#### Data for this exercise ####
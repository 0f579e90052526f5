use crate::view_model::{AppViewModel, AttachmentView, GalleryItemView, MessageView};

pub type RequestId = u64;
pub type MessageId = u64;

/// Rotating captions shown while a video job is pending.
pub const VIDEO_CAPTIONS: &[&str] = &[
    "Warming up the virtual cameras...",
    "Conceptualizing scenes...",
    "Rendering keyframes...",
    "Adding cinematic motion...",
    "Finalizing the visual effects...",
    "This is taking a bit longer than usual, but creativity can't be rushed!",
    "Almost there, adding the final touches...",
];

#[derive(Debug, Clone, Copy, PartialEq, Eq)]
pub struct Language {
    pub value: &'static str,
    pub label: &'static str,
}

pub const SUPPORTED_LANGUAGES: &[Language] = &[
    Language { value: "javascript", label: "JavaScript" },
    Language { value: "typescript", label: "TypeScript" },
    Language { value: "python", label: "Python" },
    Language { value: "java", label: "Java" },
    Language { value: "csharp", label: "C#" },
    Language { value: "cpp", label: "C++" },
    Language { value: "go", label: "Go" },
    Language { value: "rust", label: "Rust" },
    Language { value: "ruby", label: "Ruby" },
    Language { value: "php", label: "PHP" },
    Language { value: "swift", label: "Swift" },
    Language { value: "kotlin", label: "Kotlin" },
    Language { value: "sql", label: "SQL" },
    Language { value: "html", label: "HTML" },
    Language { value: "css", label: "CSS" },
];

pub fn find_language(value: &str) -> Option<Language> {
    SUPPORTED_LANGUAGES
        .iter()
        .copied()
        .find(|lang| lang.value.eq_ignore_ascii_case(value.trim()))
}

#[derive(Debug, Clone, Copy, PartialEq, Eq, Default)]
pub enum Mode {
    #[default]
    Generate,
    Edit,
    Video,
    Chat,
    Inspiration,
    Review,
    Gallery,
}

impl Mode {
    pub const ALL: [Mode; 7] = [
        Mode::Generate,
        Mode::Edit,
        Mode::Video,
        Mode::Chat,
        Mode::Inspiration,
        Mode::Review,
        Mode::Gallery,
    ];

    pub fn label(self) -> &'static str {
        match self {
            Mode::Generate => "Generate",
            Mode::Edit => "Edit Image",
            Mode::Video => "Generate Video",
            Mode::Chat => "Design Chat",
            Mode::Inspiration => "Inspiration",
            Mode::Review => "Code Review",
            Mode::Gallery => "Gallery",
        }
    }
}

#[derive(Debug, Clone, Copy, PartialEq, Eq)]
pub enum Role {
    User,
    Assistant,
}

#[derive(Debug, Clone, Copy, PartialEq, Eq)]
pub enum MediaKind {
    Image,
    Video,
}

impl MediaKind {
    /// Classify a media reference by its data URI prefix.
    pub fn of(data_uri: &str) -> Self {
        if data_uri.starts_with("data:video/") {
            MediaKind::Video
        } else {
            MediaKind::Image
        }
    }
}

#[derive(Debug, Clone, PartialEq, Eq)]
pub struct Attachment {
    pub kind: MediaKind,
    pub data_uri: String,
}

impl Attachment {
    pub fn new(data_uri: impl Into<String>) -> Self {
        let data_uri = data_uri.into();
        Self {
            kind: MediaKind::of(&data_uri),
            data_uri,
        }
    }
}

/// Web citation attached to a grounded answer.
#[derive(Debug, Clone, PartialEq, Eq, Default)]
pub struct Source {
    pub uri: Option<String>,
    pub title: Option<String>,
}

#[derive(Debug, Clone, PartialEq, Eq)]
pub struct Message {
    pub id: MessageId,
    pub role: Role,
    pub text: String,
    pub attachments: Vec<Attachment>,
    pub sources: Vec<Source>,
}

#[derive(Debug, Clone, Copy, PartialEq, Eq)]
pub enum RequestKind {
    Images,
    Edit,
    Video,
    Chat,
    Inspiration,
    Review,
}

/// The one in-flight remote request. Its id doubles as the staleness token:
/// engine results carrying any other id are dropped.
#[derive(Debug, Clone, PartialEq, Eq)]
pub(crate) struct ActiveRequest {
    pub(crate) id: RequestId,
    pub(crate) kind: RequestKind,
    pub(crate) prompt: String,
    pub(crate) user_message: MessageId,
    pub(crate) reply: Option<MessageId>,
    pub(crate) caption_index: usize,
}

#[derive(Debug, Clone, PartialEq, Eq, Default)]
pub struct AppState {
    mode: Mode,
    messages: Vec<Message>,
    gallery: Vec<String>,
    loading_status: Option<String>,
    error: Option<String>,
    active: Option<ActiveRequest>,
    last_request_id: RequestId,
    last_message_id: MessageId,
    dirty: bool,
}

impl AppState {
    pub fn new() -> Self {
        Self::default()
    }

    pub fn view(&self) -> AppViewModel {
        let messages = self
            .messages
            .iter()
            .map(|msg| MessageView {
                id: msg.id,
                role: msg.role,
                text: msg.text.clone(),
                attachments: msg
                    .attachments
                    .iter()
                    .map(|att| AttachmentView {
                        kind: att.kind,
                        data_uri: att.data_uri.clone(),
                        saved: self.is_saved(&att.data_uri),
                    })
                    .collect(),
                sources: msg.sources.clone(),
            })
            .collect();
        let gallery = self
            .gallery
            .iter()
            .enumerate()
            .map(|(index, data_uri)| GalleryItemView {
                index,
                kind: MediaKind::of(data_uri),
                data_uri: data_uri.clone(),
            })
            .collect();

        AppViewModel {
            mode: self.mode,
            messages,
            gallery,
            loading: self.is_loading(),
            loading_status: self.loading_status.clone(),
            error: self.error.clone(),
            dirty: self.dirty,
        }
    }

    pub fn mode(&self) -> Mode {
        self.mode
    }

    pub fn messages(&self) -> &[Message] {
        &self.messages
    }

    pub fn gallery(&self) -> &[String] {
        &self.gallery
    }

    pub fn error(&self) -> Option<&str> {
        self.error.as_deref()
    }

    pub fn is_loading(&self) -> bool {
        self.active.is_some()
    }

    pub fn active_request(&self) -> Option<(RequestId, RequestKind)> {
        self.active.as_ref().map(|active| (active.id, active.kind))
    }

    pub fn is_saved(&self, data_uri: &str) -> bool {
        self.gallery.iter().any(|item| item == data_uri)
    }

    /// Returns true when the state changed since the last call.
    pub fn consume_dirty(&mut self) -> bool {
        std::mem::take(&mut self.dirty)
    }

    pub(crate) fn mark_dirty(&mut self) {
        self.dirty = true;
    }

    /// Switches mode and resets the session view (log and error banner).
    pub(crate) fn switch_mode(&mut self, mode: Mode) {
        self.mode = mode;
        self.messages.clear();
        self.error = None;
        self.mark_dirty();
    }

    pub(crate) fn clear_log(&mut self) {
        self.messages.clear();
        self.mark_dirty();
    }

    pub(crate) fn clear_error(&mut self) {
        if self.error.take().is_some() {
            self.mark_dirty();
        }
    }

    fn next_message_id(&mut self) -> MessageId {
        self.last_message_id += 1;
        self.last_message_id
    }

    pub fn append_message(
        &mut self,
        role: Role,
        text: impl Into<String>,
        attachments: Vec<Attachment>,
        sources: Vec<Source>,
    ) -> MessageId {
        let id = self.next_message_id();
        self.messages.push(Message {
            id,
            role,
            text: text.into(),
            attachments,
            sources,
        });
        self.mark_dirty();
        id
    }

    /// Concatenates `delta` onto the message with `id`. Unknown ids are ignored.
    pub fn append_streamed_chunk(&mut self, id: MessageId, delta: &str) {
        if let Some(msg) = self.messages.iter_mut().find(|msg| msg.id == id) {
            msg.text.push_str(delta);
            self.mark_dirty();
        }
    }

    pub(crate) fn remove_messages(&mut self, ids: &[MessageId]) {
        let before = self.messages.len();
        self.messages.retain(|msg| !ids.contains(&msg.id));
        if self.messages.len() != before {
            self.mark_dirty();
        }
    }

    pub(crate) fn message_text(&self, id: MessageId) -> Option<&str> {
        self.messages
            .iter()
            .find(|msg| msg.id == id)
            .map(|msg| msg.text.as_str())
    }

    /// Starts a new turn: appends the user message and makes the request active.
    pub(crate) fn begin_request(
        &mut self,
        kind: RequestKind,
        prompt: &str,
        user_text: String,
        loading_status: &str,
    ) -> RequestId {
        self.last_request_id += 1;
        let id = self.last_request_id;
        self.error = None;
        let user_message = self.append_message(Role::User, user_text, Vec::new(), Vec::new());
        self.active = Some(ActiveRequest {
            id,
            kind,
            prompt: prompt.to_string(),
            user_message,
            reply: None,
            caption_index: 0,
        });
        self.loading_status = Some(loading_status.to_string());
        self.mark_dirty();
        id
    }

    pub(crate) fn active(&self, id: RequestId, kind: RequestKind) -> Option<&ActiveRequest> {
        self.active
            .as_ref()
            .filter(|active| active.id == id && active.kind == kind)
    }

    pub(crate) fn active_any(&self, id: RequestId) -> Option<&ActiveRequest> {
        self.active.as_ref().filter(|active| active.id == id)
    }

    pub(crate) fn set_reply(&mut self, reply: MessageId) {
        if let Some(active) = self.active.as_mut() {
            active.reply = Some(reply);
        }
    }

    pub(crate) fn advance_caption(&mut self) {
        let Some(active) = self.active.as_mut() else {
            return;
        };
        active.caption_index = (active.caption_index + 1) % VIDEO_CAPTIONS.len();
        self.loading_status = Some(VIDEO_CAPTIONS[active.caption_index].to_string());
        self.mark_dirty();
    }

    /// Ends the active request and stops the loading state.
    pub(crate) fn finish_request(&mut self) -> Option<ActiveRequest> {
        let finished = self.active.take();
        self.loading_status = None;
        self.mark_dirty();
        finished
    }

    pub(crate) fn set_error(&mut self, message: impl Into<String>) {
        self.error = Some(message.into());
        self.mark_dirty();
    }

    /// Inserts at the front unless an equal reference is already saved.
    pub(crate) fn save_to_gallery(&mut self, data_uri: String) -> bool {
        if self.is_saved(&data_uri) {
            return false;
        }
        self.gallery.insert(0, data_uri);
        self.mark_dirty();
        true
    }

    pub(crate) fn remove_from_gallery(&mut self, data_uri: &str) -> bool {
        let before = self.gallery.len();
        self.gallery.retain(|item| item != data_uri);
        let removed = self.gallery.len() != before;
        if removed {
            self.mark_dirty();
        }
        removed
    }

    pub(crate) fn restore_gallery(&mut self, items: Vec<String>) {
        let mut restored: Vec<String> = Vec::with_capacity(items.len());
        for item in items {
            if !restored.contains(&item) {
                restored.push(item);
            }
        }
        self.gallery = restored;
        self.mark_dirty();
    }
}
####
Problem to work on
Wherever a line contains the string "Chat", copy that line from the data.

Finished exercise
    Chat,
        Mode::Chat,
            Mode::Chat => "Design Chat",
    Chat,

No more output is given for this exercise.